本實驗室以生物之血管內皮細胞為研究工具,研究各式與血管生成或功能有關聯之生理現象,如:發炎、血管硬化及癌症等等。 目前我們之研究主題是探討小分子水解磷酸脂 Lysophosphotidic Acid (LPA)與 Sphingosine 1-Phsophate (S1P) 及其相對應之Edg族接受器在內皮細胞中之功能及可能之病理模式。
近年來,由於許多疾病之生成都發現與血管之不正常增生有十分緊密的關聯,於是血管生成的機制及其調控成為十分重要之研究課題。 而新生血管的生成步驟,則是同時受到了正向與負向調控物質的嚴密調節。 血管生成因子的功能測試,則是以其對於血管內皮細胞的複製、移行及蛋白質酵素之活化作為測試的指標。水解磷酸脂, 包括了 LPA及 S1P,均可刺激血管內皮細胞之複製及移行,符合了成為血管生成調節因子的條件。 而由於其接受器之發現,水解磷酸脂正是自前剛啟蒙且十分受到重視的控制血管生成的可能因子。
本實驗室之研究目的,在於使我們對水解磷酸脂在控制血管生成及內皮細胞生理機制上有更進一步的瞭解。 此外,我們的研究成果對於往後以控制血管生成為目的之臨床研究應可提供重要的知識基礎。
In our laboratory, we use human endothelial cell as model system to investigate the molecular and physiological functions of lysophospholipids, LPA and S1P. Results published by our laboratory and also by others suggested that LPLs might be important regulators of blood vessel formation. In our recent observations, we found that LPLs are potent stimulators for the expression of cell adhesion molecules and chemotatic factors of endothelial cells. Our results suggest that LPL might play important roles in regulating endothelial cell functions.

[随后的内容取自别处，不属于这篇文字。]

//! Daemon configuration.
//!
//! Settings are read from `config.json` in the data directory. Every field
//! is optional in the file; missing fields take their defaults.

use std::path::{Path, PathBuf};

use anyhow::{Context, Result};
use serde::{Deserialize, Serialize};
use tracing::debug;

use crate::firing::DEFAULT_SNOOZE_MINUTES;

/// Environment variable overriding the data directory.
pub const HOME_ENV: &str = "FOCUSCLOCK_HOME";

/// Data directory name under the user's home.
const DATA_DIR_NAME: &str = ".focusclock";

/// Configuration file name inside the data directory.
pub const CONFIG_FILE_NAME: &str = "config.json";

const SOCKET_FILE_NAME: &str = "focusclock.sock";

/// Resolves the data directory: `$FOCUSCLOCK_HOME`, else `~/.focusclock`.
#[must_use]
pub fn default_data_dir() -> PathBuf {
    if let Some(dir) = std::env::var_os(HOME_ENV).filter(|value| !value.is_empty()) {
        return PathBuf::from(dir);
    }
    dirs::home_dir()
        .unwrap_or_else(std::env::temp_dir)
        .join(DATA_DIR_NAME)
}

fn default_snooze_minutes() -> u32 {
    DEFAULT_SNOOZE_MINUTES
}

/// Daemon configuration.
///
/// # Example
///
/// ```
/// use focusclock::config::AppConfig;
///
/// let config = AppConfig::default().with_data_dir("/tmp/focusclock");
/// assert_eq!(config.snooze_minutes, 5);
/// assert!(config.socket_path().ends_with("focusclock.sock"));
/// ```
#[derive(Debug, Clone, PartialEq, Eq, Serialize, Deserialize)]
#[serde(rename_all = "camelCase")]
pub struct AppConfig {
    /// Directory holding the stores, the socket and this file.
    #[serde(skip)]
    pub data_dir: PathBuf,

    /// Socket path; defaults to `focusclock.sock` in the data directory.
    #[serde(default, skip_serializing_if = "Option::is_none")]
    pub socket: Option<PathBuf>,

    /// Snooze length in minutes (1-60).
    #[serde(default = "default_snooze_minutes")]
    pub snooze_minutes: u32,

    /// Sound file for ringing alarms; the built-in tone when absent.
    #[serde(default, skip_serializing_if = "Option::is_none")]
    pub alarm_sound: Option<PathBuf>,

    /// Disables audio output entirely.
    #[serde(default)]
    pub mute: bool,
}

impl Default for AppConfig {
    fn default() -> Self {
        Self {
            data_dir: default_data_dir(),
            socket: None,
            snooze_minutes: default_snooze_minutes(),
            alarm_sound: None,
            mute: false,
        }
    }
}

impl AppConfig {
    /// Loads `config.json` from `data_dir`, or defaults if it does not exist.
    ///
    /// # Errors
    ///
    /// Returns an error if the file exists but cannot be read or parsed.
    pub fn load(data_dir: impl Into<PathBuf>) -> Result<Self> {
        let data_dir = data_dir.into();
        let path = data_dir.join(CONFIG_FILE_NAME);

        let mut config = match std::fs::read(&path) {
            Ok(bytes) => serde_json::from_slice::<Self>(&bytes)
                .with_context(|| format!("Failed to parse config: {:?}", path))?,
            Err(e) if e.kind() == std::io::ErrorKind::NotFound => {
                debug!("No config at {:?}, using defaults", path);
                Self::default()
            }
            Err(e) => {
                return Err(e).with_context(|| format!("Failed to read config: {:?}", path));
            }
        };
        config.data_dir = data_dir;
        Ok(config)
    }

    #[must_use]
    pub fn with_data_dir(mut self, dir: impl Into<PathBuf>) -> Self {
        self.data_dir = dir.into();
        self
    }

    #[must_use]
    pub fn with_socket(mut self, path: impl Into<PathBuf>) -> Self {
        self.socket = Some(path.into());
        self
    }

    #[must_use]
    pub fn with_snooze_minutes(mut self, minutes: u32) -> Self {
        self.snooze_minutes = minutes;
        self
    }

    #[must_use]
    pub fn with_alarm_sound(mut self, path: impl Into<PathBuf>) -> Self {
        self.alarm_sound = Some(path.into());
        self
    }

    #[must_use]
    pub fn with_mute(mut self, mute: bool) -> Self {
        self.mute = mute;
        self
    }

    /// Socket the daemon listens on.
    #[must_use]
    pub fn socket_path(&self) -> PathBuf {
        self.socket
            .clone()
            .unwrap_or_else(|| self.data_dir.join(SOCKET_FILE_NAME))
    }

    /// Directory of the alarm store.
    #[must_use]
    pub fn alarms_dir(&self) -> PathBuf {
        self.data_dir.join("alarms")
    }

    /// Directory of the countdown store.
    #[must_use]
    pub fn countdown_dir(&self) -> PathBuf {
        self.data_dir.join("countdown")
    }

    #[must_use]
    pub fn alarm_sound_path(&self) -> Option<&Path> {
        self.alarm_sound.as_deref()
    }

    /// Validates the configuration.
    ///
    /// Returns an error message if validation fails.
    pub fn validate(&self) -> Result<(), String> {
        if self.snooze_minutes < 1 || self.snooze_minutes > 60 {
            return Err("スヌーズ時間は1-60分の範囲で指定してください".to_string());
        }
        if self.data_dir.as_os_str().is_empty() {
            return Err("データディレクトリが指定されていません".to_string());
        }
        Ok(())
    }
}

In addition, we also generated cell lines that are sensitive to dioxin-like compounds. We attempted to use the generated cell lines to setup a biological detection system to sensitively determine the concentrations of these toxic compounds in different sample sources.